The Bundy Standoff is a Sign of Things to Come

The acquittal of Ammon Bundy and other militia members who occupied the Malheur National Wildlife Refuge in Oregon last January leaves our public lands and the people who steward them in a vulnerable position. Indeed, it puts a target on their backs.

The Bundy family has said as much. “The government should be scared,” Ryan Bundy asserted to the Washington Post less than a week after their acquittal. “They are in the wrong. The land does not belong to the government. The land belongs to the people of Clark County, not to the people of the United States.” When asked whether he and fellow militiamen had the right to take up arms to assert their control of the public land, Bundy declared: “Ask George Washington.”

This brazen and unapologetic rhetoric is a striking contrast to the Oregon jury’s carefully tailored language about their decision to free those men who bore arms against the federal government. As one juror told the Portland Oregonian in response to the post-verdict uproar: “Don’t they know that ‘not guilty’ does not mean innocent?”

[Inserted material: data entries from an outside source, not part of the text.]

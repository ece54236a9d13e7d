#[cfg(target_arch = "wasm32")]
pub fn current_year() -> u32 {
    js_sys::Date::new_0().get_full_year()
}

#[cfg(not(target_arch = "wasm32"))]
pub fn current_year() -> u32 {
    2025
}

pub fn copyright_line(year: u32) -> String {
    format!("© {year} MyPortfolio. All Rights Reserved.")
}
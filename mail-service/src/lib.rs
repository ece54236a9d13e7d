pub mod app;
pub mod config;
pub mod cors;
pub mod logger;
pub mod mailer;
pub mod send_mail;

pub use app::{build_router, build_router_with_mailer};
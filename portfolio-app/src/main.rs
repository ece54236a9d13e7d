mod about;
mod carousel;
mod catalog;
mod config;
mod contact;
mod date;
mod effects;
mod footer;
mod hero;
mod home;
mod hooks;
mod mail;
mod nav;
mod profile;
mod projects;
mod routes;
mod skills;
mod text_fx;
mod theme;

fn main() {
    dioxus::launch(routes::App);
}
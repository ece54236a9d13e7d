use dioxus::prelude::*;

use crate::hero::HeroSlider;
use crate::skills::SkillSection;
use crate::theme::ThemeSwitch;

#[component]
pub fn HomePage() -> Element {
    rsx! {
        document::Title { "Portfolio" }
        div { class: "page home-page",
            ThemeSwitch {}
            HeroSlider {}
            SkillSection {}
        }
    }
}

The SPLC’s Intelligence Project, drives the point home: “This is a growing movement that is probably going to grow more due to this verdict because they have shown they can use armed interventions and not be punished for them.”

One of the Bundy jurors even anticipated this dire possibility: “It was not lost on us that our verdict(s) might inspire future actions that are regrettable, but that sort of thinking was not permitted when considering the charges before us.”

Fair enough. But whatever regrettable “future actions” occur, it will not be the jurors who will endure them but the dedicated men and women stewarding our public lands, our most treasured terrain. Who will step up and protect them?